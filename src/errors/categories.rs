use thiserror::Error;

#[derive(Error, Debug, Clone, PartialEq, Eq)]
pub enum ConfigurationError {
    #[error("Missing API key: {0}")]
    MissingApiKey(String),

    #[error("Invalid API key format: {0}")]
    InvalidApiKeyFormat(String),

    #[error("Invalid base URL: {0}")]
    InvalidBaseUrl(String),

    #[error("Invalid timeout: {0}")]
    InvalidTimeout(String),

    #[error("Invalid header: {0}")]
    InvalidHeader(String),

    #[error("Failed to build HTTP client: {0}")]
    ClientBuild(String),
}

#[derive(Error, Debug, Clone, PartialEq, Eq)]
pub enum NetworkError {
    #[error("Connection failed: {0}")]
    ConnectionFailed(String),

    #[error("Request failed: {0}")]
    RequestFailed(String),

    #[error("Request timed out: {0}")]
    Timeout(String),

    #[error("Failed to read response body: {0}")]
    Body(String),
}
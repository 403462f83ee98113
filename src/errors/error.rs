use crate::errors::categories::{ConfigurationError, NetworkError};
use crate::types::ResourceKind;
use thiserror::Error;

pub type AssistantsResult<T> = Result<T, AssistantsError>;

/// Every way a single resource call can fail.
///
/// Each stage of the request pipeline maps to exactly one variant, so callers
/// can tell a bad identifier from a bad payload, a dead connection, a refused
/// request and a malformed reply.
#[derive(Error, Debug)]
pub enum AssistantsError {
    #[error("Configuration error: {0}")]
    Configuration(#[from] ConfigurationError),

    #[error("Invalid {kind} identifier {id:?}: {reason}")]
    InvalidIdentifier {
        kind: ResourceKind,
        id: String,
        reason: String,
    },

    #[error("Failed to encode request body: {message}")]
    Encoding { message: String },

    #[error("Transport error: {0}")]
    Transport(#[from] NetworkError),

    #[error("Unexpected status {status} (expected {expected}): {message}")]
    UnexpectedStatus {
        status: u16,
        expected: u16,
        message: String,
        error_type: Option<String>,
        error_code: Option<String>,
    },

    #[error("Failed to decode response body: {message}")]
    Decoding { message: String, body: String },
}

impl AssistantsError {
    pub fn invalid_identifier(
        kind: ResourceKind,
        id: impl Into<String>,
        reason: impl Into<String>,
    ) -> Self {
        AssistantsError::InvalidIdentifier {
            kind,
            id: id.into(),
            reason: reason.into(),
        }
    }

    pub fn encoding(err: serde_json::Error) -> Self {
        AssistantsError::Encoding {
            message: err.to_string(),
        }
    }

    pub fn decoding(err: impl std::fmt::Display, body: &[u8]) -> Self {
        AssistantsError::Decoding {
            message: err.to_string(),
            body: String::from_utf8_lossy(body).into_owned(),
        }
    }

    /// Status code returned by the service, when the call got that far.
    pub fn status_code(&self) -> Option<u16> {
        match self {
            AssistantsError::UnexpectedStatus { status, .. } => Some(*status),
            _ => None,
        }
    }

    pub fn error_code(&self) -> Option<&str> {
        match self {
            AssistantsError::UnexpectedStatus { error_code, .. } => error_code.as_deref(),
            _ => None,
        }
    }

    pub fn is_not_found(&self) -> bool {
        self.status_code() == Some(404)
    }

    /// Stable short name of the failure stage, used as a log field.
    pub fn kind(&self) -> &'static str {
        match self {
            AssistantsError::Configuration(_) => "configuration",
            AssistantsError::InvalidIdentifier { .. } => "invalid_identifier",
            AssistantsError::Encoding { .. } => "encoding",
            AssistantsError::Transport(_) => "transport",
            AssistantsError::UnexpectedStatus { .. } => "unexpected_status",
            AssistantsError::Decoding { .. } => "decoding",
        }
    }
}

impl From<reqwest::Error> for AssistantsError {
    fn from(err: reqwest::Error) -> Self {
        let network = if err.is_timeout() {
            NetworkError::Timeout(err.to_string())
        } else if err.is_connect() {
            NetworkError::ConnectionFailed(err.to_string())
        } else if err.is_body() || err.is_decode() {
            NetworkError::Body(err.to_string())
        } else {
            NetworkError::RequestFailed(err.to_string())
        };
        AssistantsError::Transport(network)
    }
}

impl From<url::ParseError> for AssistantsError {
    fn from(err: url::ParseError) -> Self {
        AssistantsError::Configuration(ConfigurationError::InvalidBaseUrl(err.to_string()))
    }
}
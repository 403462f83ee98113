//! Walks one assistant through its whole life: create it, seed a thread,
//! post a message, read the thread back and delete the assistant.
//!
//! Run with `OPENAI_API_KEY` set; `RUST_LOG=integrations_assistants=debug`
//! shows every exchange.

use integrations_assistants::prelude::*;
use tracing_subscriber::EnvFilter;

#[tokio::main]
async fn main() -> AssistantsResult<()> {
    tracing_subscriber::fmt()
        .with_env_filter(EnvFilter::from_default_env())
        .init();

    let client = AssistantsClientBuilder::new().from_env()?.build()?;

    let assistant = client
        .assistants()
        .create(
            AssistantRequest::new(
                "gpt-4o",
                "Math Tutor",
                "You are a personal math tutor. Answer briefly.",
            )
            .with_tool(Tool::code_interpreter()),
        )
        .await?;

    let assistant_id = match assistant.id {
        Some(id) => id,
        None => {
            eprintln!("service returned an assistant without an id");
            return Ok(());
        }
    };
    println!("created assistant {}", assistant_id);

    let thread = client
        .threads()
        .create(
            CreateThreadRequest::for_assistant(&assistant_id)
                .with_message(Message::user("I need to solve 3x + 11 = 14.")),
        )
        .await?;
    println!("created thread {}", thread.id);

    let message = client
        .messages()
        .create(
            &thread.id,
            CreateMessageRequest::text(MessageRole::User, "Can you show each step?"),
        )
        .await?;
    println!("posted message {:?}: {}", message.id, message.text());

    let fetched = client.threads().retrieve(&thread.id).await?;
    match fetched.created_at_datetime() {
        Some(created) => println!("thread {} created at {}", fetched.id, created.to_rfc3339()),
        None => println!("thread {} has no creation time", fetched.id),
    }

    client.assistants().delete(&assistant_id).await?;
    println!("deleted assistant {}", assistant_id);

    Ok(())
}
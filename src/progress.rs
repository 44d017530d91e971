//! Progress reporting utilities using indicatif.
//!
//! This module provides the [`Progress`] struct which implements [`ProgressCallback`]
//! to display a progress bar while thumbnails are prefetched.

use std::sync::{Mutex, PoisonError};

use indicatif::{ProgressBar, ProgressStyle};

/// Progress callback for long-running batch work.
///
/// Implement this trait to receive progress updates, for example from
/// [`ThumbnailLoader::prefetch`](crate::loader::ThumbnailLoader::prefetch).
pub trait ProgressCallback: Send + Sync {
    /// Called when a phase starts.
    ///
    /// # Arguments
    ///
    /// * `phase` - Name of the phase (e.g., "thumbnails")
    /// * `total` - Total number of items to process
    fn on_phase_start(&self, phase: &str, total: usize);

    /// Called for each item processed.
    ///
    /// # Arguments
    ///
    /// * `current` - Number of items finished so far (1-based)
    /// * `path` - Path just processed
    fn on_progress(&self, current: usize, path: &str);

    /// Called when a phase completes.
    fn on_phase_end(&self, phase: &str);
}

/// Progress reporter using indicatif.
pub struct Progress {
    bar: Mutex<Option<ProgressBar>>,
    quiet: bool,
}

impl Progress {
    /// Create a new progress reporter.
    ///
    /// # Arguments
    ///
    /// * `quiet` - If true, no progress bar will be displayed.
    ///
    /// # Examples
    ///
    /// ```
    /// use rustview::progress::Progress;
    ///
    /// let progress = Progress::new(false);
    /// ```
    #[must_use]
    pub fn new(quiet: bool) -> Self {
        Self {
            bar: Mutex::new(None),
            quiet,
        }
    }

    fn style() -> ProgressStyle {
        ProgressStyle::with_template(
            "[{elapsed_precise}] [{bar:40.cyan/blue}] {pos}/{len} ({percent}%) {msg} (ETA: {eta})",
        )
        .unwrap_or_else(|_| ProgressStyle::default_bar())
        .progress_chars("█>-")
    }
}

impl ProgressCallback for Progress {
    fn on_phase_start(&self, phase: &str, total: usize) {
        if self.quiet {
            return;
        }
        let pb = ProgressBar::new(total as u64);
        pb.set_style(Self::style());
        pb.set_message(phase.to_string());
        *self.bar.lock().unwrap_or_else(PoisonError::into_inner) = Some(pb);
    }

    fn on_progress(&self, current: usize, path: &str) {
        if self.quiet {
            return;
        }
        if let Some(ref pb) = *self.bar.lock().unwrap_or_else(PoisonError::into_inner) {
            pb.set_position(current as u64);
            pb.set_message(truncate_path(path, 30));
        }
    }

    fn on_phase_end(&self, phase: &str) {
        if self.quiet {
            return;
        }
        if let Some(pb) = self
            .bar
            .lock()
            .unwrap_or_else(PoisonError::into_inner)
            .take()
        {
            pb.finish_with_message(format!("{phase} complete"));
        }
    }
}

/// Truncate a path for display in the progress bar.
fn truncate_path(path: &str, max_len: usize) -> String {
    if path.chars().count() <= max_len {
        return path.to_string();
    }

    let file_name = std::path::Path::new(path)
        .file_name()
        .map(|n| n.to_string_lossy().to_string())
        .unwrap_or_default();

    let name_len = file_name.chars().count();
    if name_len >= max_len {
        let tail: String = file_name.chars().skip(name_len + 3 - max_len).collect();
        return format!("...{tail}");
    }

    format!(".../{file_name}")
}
• • • •
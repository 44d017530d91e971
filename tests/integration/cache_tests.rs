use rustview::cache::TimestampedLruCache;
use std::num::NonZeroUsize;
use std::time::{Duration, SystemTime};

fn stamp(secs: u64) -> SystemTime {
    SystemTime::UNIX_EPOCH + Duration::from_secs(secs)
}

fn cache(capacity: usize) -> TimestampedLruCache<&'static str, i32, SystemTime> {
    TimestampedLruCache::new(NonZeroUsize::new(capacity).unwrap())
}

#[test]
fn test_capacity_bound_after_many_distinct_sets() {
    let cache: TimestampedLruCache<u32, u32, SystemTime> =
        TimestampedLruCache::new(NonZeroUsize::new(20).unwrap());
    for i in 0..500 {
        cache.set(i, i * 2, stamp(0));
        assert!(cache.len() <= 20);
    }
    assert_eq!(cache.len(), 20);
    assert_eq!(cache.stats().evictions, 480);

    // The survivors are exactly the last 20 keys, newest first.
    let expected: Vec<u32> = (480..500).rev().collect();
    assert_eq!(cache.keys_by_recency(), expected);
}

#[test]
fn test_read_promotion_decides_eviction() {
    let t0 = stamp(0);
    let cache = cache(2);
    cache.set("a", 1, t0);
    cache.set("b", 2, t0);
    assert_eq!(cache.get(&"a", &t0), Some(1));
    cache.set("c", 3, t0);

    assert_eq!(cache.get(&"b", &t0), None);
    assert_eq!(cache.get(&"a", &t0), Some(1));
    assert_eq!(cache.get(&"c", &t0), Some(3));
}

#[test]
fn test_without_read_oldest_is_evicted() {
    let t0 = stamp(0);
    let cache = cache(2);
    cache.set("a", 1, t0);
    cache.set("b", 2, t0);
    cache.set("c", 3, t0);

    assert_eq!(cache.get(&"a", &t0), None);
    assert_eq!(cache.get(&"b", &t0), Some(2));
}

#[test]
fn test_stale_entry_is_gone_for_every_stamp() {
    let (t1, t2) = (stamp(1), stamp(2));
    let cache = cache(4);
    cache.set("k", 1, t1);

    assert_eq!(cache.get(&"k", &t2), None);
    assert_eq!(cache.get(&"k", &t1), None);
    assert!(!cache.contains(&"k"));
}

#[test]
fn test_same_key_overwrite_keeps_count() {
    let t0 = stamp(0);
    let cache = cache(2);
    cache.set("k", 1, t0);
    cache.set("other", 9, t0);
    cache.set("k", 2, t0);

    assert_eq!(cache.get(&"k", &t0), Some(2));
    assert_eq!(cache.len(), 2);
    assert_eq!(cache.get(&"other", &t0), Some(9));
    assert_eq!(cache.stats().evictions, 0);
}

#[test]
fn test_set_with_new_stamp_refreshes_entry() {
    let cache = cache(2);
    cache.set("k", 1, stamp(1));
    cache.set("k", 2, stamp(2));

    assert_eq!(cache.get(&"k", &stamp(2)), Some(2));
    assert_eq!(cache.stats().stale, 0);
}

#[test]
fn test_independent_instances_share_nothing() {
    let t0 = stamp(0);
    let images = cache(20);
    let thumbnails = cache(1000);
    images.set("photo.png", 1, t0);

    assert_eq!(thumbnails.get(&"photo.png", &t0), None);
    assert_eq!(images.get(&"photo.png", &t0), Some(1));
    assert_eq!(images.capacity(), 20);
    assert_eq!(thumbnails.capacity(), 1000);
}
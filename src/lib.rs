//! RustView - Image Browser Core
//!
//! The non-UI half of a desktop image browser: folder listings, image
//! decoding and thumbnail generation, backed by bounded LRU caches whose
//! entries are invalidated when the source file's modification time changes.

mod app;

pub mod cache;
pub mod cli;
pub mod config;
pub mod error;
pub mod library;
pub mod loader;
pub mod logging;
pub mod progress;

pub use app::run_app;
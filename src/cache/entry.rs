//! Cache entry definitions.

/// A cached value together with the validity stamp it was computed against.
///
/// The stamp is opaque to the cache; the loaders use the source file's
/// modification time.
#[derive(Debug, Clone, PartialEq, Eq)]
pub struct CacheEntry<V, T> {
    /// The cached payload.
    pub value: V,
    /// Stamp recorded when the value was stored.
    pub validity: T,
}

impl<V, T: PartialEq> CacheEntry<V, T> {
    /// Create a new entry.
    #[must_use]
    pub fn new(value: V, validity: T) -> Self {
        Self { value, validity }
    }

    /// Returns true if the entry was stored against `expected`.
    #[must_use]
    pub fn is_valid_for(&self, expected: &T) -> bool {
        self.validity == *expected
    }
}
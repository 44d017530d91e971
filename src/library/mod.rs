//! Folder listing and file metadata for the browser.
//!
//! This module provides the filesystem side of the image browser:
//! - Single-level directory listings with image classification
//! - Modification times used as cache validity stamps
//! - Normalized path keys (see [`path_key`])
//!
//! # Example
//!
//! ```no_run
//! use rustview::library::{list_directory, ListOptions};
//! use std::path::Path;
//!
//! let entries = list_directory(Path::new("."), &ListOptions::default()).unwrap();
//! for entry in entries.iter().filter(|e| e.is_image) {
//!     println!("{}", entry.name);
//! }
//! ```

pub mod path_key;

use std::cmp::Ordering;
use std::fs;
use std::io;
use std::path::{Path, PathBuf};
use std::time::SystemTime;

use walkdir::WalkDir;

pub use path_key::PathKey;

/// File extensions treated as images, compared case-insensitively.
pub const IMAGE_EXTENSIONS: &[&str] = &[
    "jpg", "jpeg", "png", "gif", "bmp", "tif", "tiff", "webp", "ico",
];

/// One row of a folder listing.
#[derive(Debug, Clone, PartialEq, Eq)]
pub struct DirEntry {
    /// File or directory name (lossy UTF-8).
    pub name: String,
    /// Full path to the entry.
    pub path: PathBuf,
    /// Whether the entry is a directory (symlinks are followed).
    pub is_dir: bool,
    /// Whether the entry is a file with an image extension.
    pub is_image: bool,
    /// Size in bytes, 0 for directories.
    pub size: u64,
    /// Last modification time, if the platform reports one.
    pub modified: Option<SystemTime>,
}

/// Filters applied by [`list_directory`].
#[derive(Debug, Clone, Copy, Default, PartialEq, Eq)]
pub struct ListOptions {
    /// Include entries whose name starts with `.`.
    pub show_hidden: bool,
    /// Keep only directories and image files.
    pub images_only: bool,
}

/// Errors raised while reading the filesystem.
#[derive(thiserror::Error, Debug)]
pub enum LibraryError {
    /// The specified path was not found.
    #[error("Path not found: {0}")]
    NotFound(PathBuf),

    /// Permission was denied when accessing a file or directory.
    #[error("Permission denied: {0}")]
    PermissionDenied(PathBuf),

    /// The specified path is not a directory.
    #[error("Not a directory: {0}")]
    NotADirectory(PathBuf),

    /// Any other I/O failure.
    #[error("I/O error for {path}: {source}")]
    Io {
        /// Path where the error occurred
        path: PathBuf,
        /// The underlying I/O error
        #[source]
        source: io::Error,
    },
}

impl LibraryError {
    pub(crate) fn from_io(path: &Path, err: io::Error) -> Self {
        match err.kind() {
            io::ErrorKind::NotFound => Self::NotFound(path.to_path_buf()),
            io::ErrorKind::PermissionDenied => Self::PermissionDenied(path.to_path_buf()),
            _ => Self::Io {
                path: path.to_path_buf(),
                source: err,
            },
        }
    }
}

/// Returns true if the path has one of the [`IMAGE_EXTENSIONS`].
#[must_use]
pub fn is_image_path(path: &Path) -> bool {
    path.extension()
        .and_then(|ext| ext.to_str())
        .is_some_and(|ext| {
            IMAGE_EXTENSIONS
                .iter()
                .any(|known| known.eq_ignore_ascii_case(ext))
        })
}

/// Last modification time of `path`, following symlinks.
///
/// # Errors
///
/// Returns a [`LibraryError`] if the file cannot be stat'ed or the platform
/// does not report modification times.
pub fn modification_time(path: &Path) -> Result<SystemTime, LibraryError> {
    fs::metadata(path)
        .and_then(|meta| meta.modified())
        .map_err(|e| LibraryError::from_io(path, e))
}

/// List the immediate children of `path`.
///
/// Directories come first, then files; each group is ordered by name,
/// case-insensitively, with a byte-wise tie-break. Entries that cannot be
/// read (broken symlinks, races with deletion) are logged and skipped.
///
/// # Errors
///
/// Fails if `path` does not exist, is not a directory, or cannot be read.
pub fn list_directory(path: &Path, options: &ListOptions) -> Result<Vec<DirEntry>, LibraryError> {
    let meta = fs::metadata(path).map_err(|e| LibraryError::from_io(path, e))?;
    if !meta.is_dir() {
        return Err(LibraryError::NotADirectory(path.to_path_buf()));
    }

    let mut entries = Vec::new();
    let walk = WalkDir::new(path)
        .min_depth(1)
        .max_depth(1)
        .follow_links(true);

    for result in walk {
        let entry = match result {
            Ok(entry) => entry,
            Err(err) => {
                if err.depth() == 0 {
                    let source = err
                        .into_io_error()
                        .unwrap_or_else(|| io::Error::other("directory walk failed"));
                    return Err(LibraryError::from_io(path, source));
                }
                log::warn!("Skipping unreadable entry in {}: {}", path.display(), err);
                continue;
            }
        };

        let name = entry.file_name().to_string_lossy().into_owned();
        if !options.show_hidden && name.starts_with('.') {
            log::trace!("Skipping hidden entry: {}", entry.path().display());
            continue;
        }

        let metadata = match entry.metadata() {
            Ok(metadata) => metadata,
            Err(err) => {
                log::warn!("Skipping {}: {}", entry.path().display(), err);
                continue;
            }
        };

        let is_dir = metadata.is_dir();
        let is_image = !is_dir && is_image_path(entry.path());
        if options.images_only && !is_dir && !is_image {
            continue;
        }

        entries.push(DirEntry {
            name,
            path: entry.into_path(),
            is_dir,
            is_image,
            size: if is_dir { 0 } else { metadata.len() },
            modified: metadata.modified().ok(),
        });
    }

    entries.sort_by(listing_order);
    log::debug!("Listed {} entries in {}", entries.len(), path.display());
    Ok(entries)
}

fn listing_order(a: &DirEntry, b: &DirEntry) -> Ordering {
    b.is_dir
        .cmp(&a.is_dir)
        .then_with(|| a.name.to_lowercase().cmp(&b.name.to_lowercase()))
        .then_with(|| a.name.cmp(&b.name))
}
• • • •
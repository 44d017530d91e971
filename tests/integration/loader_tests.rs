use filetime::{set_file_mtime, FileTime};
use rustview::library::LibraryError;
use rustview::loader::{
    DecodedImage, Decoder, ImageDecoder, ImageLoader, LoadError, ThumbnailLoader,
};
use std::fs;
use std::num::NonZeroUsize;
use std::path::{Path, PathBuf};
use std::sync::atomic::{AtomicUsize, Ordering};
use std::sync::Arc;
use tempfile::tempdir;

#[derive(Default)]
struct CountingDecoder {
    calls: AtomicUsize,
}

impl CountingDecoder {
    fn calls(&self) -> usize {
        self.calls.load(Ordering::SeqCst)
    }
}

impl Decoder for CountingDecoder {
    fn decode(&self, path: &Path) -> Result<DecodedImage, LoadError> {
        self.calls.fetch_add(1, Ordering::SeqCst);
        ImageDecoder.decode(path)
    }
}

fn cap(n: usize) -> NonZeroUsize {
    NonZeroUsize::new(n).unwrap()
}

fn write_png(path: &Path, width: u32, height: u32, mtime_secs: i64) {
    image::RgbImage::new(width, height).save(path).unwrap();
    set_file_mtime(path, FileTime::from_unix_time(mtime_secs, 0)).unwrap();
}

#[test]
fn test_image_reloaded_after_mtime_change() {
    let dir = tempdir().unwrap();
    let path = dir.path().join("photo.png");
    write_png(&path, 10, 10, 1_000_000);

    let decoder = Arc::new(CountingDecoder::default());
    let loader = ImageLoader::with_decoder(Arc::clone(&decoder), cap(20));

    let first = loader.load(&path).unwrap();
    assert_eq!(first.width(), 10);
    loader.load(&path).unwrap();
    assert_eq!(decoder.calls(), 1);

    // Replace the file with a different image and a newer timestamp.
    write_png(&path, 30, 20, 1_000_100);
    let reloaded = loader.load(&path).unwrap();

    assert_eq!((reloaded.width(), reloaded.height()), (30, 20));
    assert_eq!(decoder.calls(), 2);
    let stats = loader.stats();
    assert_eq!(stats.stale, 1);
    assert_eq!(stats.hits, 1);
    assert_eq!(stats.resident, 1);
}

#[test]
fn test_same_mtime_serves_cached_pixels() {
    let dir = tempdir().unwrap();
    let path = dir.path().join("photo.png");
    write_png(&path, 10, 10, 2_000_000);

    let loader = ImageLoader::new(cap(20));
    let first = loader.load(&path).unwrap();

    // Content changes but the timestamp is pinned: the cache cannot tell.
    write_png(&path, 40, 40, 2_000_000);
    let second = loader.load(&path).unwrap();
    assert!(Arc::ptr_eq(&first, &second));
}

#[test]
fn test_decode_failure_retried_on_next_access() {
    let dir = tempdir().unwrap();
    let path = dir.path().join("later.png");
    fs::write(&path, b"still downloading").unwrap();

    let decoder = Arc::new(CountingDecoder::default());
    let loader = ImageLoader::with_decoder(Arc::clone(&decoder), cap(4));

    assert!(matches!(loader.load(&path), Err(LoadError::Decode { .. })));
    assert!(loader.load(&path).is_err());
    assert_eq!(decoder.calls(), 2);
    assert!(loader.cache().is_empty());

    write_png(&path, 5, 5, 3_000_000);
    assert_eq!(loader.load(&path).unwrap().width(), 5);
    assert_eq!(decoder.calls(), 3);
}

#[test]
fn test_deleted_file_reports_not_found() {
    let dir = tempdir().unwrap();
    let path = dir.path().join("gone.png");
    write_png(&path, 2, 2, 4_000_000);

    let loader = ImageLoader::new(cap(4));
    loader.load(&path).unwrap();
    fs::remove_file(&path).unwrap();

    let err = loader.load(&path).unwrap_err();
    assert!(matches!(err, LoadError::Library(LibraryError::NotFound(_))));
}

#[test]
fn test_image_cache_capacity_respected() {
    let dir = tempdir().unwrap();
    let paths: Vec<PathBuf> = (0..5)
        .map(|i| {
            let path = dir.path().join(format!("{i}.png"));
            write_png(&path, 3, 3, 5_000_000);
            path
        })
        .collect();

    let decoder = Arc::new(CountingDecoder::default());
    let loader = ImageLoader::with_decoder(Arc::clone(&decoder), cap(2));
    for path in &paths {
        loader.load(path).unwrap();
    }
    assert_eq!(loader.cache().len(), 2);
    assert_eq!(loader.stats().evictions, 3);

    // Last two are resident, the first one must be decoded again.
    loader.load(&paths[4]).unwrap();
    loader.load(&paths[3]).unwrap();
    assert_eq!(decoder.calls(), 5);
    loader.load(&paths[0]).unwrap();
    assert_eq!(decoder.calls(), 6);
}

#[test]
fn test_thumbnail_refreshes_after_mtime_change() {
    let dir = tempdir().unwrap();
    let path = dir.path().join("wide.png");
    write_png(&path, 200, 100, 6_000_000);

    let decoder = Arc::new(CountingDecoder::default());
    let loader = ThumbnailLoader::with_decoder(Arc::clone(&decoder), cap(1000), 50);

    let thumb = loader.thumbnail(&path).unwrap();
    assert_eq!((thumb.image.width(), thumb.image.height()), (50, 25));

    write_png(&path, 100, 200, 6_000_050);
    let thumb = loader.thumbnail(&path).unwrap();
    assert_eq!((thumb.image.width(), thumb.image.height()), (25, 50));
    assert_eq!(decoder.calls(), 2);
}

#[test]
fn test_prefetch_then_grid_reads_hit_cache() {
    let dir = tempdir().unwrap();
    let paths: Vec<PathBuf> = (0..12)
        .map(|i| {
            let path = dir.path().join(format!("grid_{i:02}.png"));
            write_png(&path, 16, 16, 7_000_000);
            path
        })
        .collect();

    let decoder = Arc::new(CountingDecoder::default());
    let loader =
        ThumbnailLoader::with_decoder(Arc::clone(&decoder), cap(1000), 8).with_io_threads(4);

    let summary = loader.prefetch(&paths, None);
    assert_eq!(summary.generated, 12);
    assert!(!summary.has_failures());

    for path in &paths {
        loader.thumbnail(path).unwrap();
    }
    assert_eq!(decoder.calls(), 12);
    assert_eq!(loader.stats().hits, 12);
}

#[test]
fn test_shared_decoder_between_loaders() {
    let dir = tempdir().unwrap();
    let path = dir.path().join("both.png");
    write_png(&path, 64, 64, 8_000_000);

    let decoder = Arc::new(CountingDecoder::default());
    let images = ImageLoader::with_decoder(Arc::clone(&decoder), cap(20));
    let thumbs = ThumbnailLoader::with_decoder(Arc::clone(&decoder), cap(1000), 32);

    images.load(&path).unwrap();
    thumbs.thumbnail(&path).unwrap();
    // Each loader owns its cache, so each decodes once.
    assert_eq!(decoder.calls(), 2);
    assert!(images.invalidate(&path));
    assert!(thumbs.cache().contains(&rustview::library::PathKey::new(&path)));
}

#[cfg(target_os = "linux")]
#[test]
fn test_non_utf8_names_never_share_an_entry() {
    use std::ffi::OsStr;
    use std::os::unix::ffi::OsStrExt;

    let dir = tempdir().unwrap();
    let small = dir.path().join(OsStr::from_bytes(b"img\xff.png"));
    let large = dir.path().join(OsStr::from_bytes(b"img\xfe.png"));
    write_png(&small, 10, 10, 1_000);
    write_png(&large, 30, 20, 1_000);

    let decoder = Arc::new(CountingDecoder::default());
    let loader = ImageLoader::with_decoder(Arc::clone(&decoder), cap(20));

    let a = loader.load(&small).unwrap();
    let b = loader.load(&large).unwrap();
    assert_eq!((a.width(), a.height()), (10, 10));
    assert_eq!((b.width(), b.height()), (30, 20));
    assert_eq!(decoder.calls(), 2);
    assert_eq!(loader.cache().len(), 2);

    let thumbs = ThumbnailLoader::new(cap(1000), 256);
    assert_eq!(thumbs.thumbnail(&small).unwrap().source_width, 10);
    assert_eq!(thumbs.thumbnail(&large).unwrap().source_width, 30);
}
• • • •
Throughout the data above, copy all lines where the word "Transport" is found.

    #[error("Transport error: {0}")]
    Transport(#[from] NetworkError),
            AssistantsError::Transport(_) => "transport",
        AssistantsError::Transport(network)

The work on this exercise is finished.